Approximately one-third of the Bible is written in poetic form.  Here are some of the key ingredients you’ll find in the Bible’s poetry:

  • Images, also called imagery. An image is a word that names a concrete thing or action.  We might think of that as using words to paint pictures, or to evoke a concrete sensory experience of people, places, and things.  The image is the basic ingredient of the poetic idiom.
  • Metaphor, a form of comparison or analogy in which A is said to be B, without using the word like or as. “The Lord is my shepherd” (Psalm 23:1) is a metaphor.
  • Simile, a comparison between two things that uses “like” or “as” — A is like B: “They are like trees planted by streams of water” (Psalm 1:3).
  • Apostrophe, which consists of addressing someone absent as though the person (or people) were present: “Depart from me, all you workers of evil” (Psalm 6:8).
  • Personification, in which the poet endows a non-human subject with human attributes or actions: “Let the hills sing together for joy” (Psalm 98:8).
  • Hyperbole: conscious exaggeration for emotional effect, as when the poet states, “By my God I can leap over a wall” (Psalm 18:29).

Before looking at a brief discussion below of how some of these elements of poetic language appear in Psalm 23, you might wish to read this famous psalm.  You might additionally wish to jot down what you see by way of poetic idiom in Psalm 23.

What images does the poet use in Psalm 23?  The primary frame of reference is the shepherd’s daily routine as he provides for his sheep.  These pastoral (“shepherd”) images include pastures, still waters, dark valley, a shepherd’s rod and staff.  These images are concrete, specific, and drawn from nature and everyday life.  Additionally, Psalm 23 is built around the controlling metaphor of a shepherd herding his sheep to safety and provision.
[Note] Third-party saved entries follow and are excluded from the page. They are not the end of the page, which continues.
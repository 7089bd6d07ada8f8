//! Runway dimensions at departure and destination airports.

use crate::dataset::Dataset;
use crate::error::{PipelineError, Result};
use crate::preprocessing::cache::content_fingerprint;
use crate::preprocessing::pool::WorkerPool;
use crate::preprocessing::reference::ReferenceTable;
use crate::preprocessing::Preprocessor;
use crate::table::{io, Column, Table};
use std::collections::BTreeMap;
use std::path::PathBuf;
use std::sync::Arc;
use tracing::debug;

/// Runway table column naming the airport.
pub const RUNWAY_KEY: &str = "airport_ident";

/// Runway table column flagging closed runways.
pub const RUNWAY_CLOSED: &str = "closed";

pub const RUNWAY_FIELDS: [&str; 5] = [
    "length_ft",
    "he_elevation_ft",
    "le_elevation_ft",
    "he_displaced_threshold_ft",
    "le_displaced_threshold_ft",
];

/// Adds `runway_adep_<field>` and `runway_ades_<field>`, each the maximum of
/// the field over the airport's open runways. Airports without an open
/// runway get missing values.
#[derive(Debug, Clone)]
pub struct RunwayPreprocessor {
    path: PathBuf,
    pool: Option<Arc<WorkerPool>>,
}

impl RunwayPreprocessor {
    pub fn new(path: impl Into<PathBuf>) -> Self {
        Self {
            path: path.into(),
            pool: None,
        }
    }

    pub fn with_pool(mut self, pool: Arc<WorkerPool>) -> Self {
        self.pool = Some(pool);
        self
    }

    fn column<'a>(&self, runways: &'a Table, name: &str) -> Result<&'a Column> {
        runways.column(name).map_err(|_| {
            PipelineError::Config(format!(
                "runway table {} has no '{}' column",
                self.path.display(),
                name
            ))
        })
    }

    /// One row per airport with the per-field maxima over open runways.
    fn per_airport(&self) -> Result<ReferenceTable> {
        let runways = io::read_csv(&self.path)?;
        let airports = self.column(&runways, RUNWAY_KEY)?;
        let fields = RUNWAY_FIELDS
            .iter()
            .map(|f| self.column(&runways, f)?.to_f64())
            .collect::<Result<Vec<_>>>()?;
        // A table without the flag has no closed runways.
        let closed = runways.column(RUNWAY_CLOSED).ok();

        let mut maxima: BTreeMap<String, Vec<Option<f64>>> = BTreeMap::new();
        for row in 0..runways.n_rows() {
            let open = closed.map_or(true, |c| {
                matches!(
                    c.key(row).map(|k| k.to_ascii_lowercase()).as_deref(),
                    Some("0" | "false")
                )
            });
            let Some(airport) = airports.key(row).filter(|_| open) else {
                continue;
            };
            let slots = maxima
                .entry(airport)
                .or_insert_with(|| vec![None; fields.len()]);
            for (slot, values) in slots.iter_mut().zip(&fields) {
                if let Some(v) = values[row] {
                    *slot = Some(slot.map_or(v, |m| m.max(v)));
                }
            }
        }
        debug!(airports = maxima.len(), "aggregated open runways");

        let mut columns = vec![Column::str(
            RUNWAY_KEY,
            maxima.keys().map(|k| Some(k.clone())).collect(),
        )];
        for (i, field) in RUNWAY_FIELDS.iter().enumerate() {
            columns.push(Column::float(
                *field,
                maxima.values().map(|slots| slots[i]).collect(),
            ));
        }
        ReferenceTable::from_table(Table::from_columns(columns)?, RUNWAY_KEY)
    }
}

impl Preprocessor for RunwayPreprocessor {
    fn name(&self) -> &str {
        "runway"
    }

    fn params(&self) -> serde_json::Value {
        serde_json::json!({
            "path": self.path.display().to_string(),
            "content": content_fingerprint(&self.path),
        })
    }

    fn process(&self, mut dataset: Dataset) -> Result<Dataset> {
        let runways = self.per_airport()?;
        for side in ["adep", "ades"] {
            runways.join_into(
                &mut dataset.table,
                side,
                &RUNWAY_FIELDS,
                &format!("runway_{}_", side),
                self.pool.as_deref(),
            )?;
        }
        Ok(dataset)
    }
}

#[cfg(test)]
mod tests {
    use super::*;

    const RUNWAYS: &str = "\
airport_ident,length_ft,closed,he_elevation_ft,le_elevation_ft,he_displaced_threshold_ft,le_displaced_threshold_ft
EGLL,12799,0,75,78,1000,
EGLL,12008,0,77,80,,1012
EGLL,14000,1,70,70,,
LFPG,13829,1,,,,
";

    fn flights() -> Dataset {
        let table = Table::from_columns(vec![
            Column::from_strs("adep", &["EGLL", "LFPG"]),
            Column::from_strs("ades", &["KJFK", "EGLL"]),
        ])
        .unwrap();
        Dataset::new(table, "flights")
    }

    #[test]
    fn test_maxima_over_open_runways() {
        let dir = tempfile::tempdir().unwrap();
        let path = dir.path().join("runways.csv");
        std::fs::write(&path, RUNWAYS).unwrap();

        let out = RunwayPreprocessor::new(&path)
            .with_pool(Arc::new(WorkerPool::new(2).unwrap()))
            .process(flights())
            .unwrap();
        let col = |name: &str| out.table.column(name).unwrap().to_f64().unwrap();

        // the closed 14000 ft runway is ignored, LFPG has no open runway
        assert_eq!(col("runway_adep_length_ft"), vec![Some(12799.0), None]);
        assert_eq!(col("runway_adep_le_elevation_ft"), vec![Some(80.0), None]);
        assert_eq!(col("runway_adep_he_displaced_threshold_ft"), vec![Some(1000.0), None]);
        assert_eq!(col("runway_ades_length_ft"), vec![None, Some(12799.0)]);
        assert_eq!(col("runway_ades_le_displaced_threshold_ft"), vec![None, Some(1012.0)]);
    }

    #[test]
    fn test_missing_inputs_are_config_errors() {
        let err = RunwayPreprocessor::new("/no/runways.csv")
            .process(flights())
            .unwrap_err();
        assert!(err.is_config());

        let dir = tempfile::tempdir().unwrap();
        let path = dir.path().join("runways.csv");
        std::fs::write(&path, "airport_ident,closed\nEGLL,0\n").unwrap();
        let err = RunwayPreprocessor::new(&path).process(flights()).unwrap_err();
        assert!(err.is_config());
    }
}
The poet’s strategy is to compare God to a shepherd and his creatures to sheep.  The poem recreates a typical day in the life of a shepherd, and it shows him guiding and protecting his flock.  The word metaphor is based on two Greek words meaning “to carry over.”  That is a reader’s task with metaphor and simile.  Having experienced the literal image at level A, we need to carry over the meanings to level B, which is the actual subject of the statement.  For example, Just as a shepherd leads his sheep on safe paths to pastures and water, so God provides for people.  The effect of the poem is not only to paint a picture of a world of natural beauty that is fraught with hidden perils — darkness and evil — but also to reassure and comfort us with images of stability and sustenance.

The assigned reading for this lesson in How to Read the Bible as Literature will cover more aspects of poetry than were discussed above, including a section on the verse form of biblical poetry known as parallelism.  In the interests of keeping this part of the lesson simple, we will allow the book to cover those details.